▶ _AIM OF THE TASK_
Give a count of the lines below that have the string "still" in them, with no other words.
=== INPUT MATERIAL ===
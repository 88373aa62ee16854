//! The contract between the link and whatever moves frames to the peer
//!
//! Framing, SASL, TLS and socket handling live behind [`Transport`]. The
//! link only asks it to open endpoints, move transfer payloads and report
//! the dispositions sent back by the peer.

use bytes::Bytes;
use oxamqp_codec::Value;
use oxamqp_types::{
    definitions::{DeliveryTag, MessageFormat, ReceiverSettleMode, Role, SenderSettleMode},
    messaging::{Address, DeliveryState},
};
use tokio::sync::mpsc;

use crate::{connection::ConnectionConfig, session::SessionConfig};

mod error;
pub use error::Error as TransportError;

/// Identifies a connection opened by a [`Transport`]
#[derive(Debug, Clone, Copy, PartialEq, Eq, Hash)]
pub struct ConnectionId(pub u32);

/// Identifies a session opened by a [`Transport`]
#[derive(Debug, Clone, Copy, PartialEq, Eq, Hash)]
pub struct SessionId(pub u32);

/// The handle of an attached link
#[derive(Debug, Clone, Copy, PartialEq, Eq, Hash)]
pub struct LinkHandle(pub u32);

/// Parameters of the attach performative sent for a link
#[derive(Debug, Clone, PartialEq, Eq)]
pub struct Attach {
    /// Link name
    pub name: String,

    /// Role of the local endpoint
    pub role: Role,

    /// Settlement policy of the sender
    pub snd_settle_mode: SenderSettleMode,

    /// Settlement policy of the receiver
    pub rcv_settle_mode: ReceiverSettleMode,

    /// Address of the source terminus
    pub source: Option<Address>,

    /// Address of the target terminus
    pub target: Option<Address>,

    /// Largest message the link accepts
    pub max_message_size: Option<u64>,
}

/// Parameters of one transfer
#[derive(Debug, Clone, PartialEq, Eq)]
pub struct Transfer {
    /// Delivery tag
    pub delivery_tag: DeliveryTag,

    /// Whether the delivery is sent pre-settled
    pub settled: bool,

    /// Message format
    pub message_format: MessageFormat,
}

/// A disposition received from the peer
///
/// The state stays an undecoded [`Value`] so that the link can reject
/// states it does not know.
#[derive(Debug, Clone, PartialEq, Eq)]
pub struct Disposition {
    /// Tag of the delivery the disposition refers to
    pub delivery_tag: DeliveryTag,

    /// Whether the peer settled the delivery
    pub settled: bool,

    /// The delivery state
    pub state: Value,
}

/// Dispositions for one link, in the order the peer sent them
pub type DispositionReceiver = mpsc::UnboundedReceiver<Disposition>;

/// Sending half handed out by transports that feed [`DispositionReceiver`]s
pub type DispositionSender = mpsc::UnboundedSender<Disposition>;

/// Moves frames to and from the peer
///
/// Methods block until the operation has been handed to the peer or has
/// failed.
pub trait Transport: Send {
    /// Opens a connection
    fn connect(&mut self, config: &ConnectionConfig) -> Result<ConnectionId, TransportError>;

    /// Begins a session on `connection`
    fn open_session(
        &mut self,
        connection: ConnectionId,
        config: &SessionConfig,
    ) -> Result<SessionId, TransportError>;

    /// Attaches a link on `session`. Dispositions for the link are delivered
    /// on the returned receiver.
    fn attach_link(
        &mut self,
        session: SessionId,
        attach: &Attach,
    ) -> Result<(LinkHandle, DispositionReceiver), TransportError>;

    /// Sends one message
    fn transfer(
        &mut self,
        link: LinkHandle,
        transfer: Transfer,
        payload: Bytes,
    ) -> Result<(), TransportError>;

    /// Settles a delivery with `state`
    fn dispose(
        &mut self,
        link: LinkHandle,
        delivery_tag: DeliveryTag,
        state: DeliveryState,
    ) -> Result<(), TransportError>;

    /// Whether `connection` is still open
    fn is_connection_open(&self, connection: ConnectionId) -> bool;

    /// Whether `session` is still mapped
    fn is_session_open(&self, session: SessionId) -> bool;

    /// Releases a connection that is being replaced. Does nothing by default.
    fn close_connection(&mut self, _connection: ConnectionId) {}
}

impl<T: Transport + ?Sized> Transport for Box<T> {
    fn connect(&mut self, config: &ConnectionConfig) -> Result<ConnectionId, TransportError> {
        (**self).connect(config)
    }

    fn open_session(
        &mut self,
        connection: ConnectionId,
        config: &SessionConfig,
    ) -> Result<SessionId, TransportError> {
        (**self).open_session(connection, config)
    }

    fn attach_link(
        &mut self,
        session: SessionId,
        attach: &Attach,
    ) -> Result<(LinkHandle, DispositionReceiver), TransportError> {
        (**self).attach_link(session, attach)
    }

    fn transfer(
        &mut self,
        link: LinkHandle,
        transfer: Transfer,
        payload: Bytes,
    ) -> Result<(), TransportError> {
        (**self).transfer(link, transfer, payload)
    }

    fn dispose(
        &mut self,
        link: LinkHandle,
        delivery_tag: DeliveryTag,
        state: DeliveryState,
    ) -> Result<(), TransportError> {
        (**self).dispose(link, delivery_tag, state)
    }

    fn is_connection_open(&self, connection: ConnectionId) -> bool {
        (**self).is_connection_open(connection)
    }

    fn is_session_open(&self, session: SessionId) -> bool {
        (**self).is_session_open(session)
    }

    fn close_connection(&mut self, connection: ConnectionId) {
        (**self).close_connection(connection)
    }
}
===
▶ _OUTPUT_
2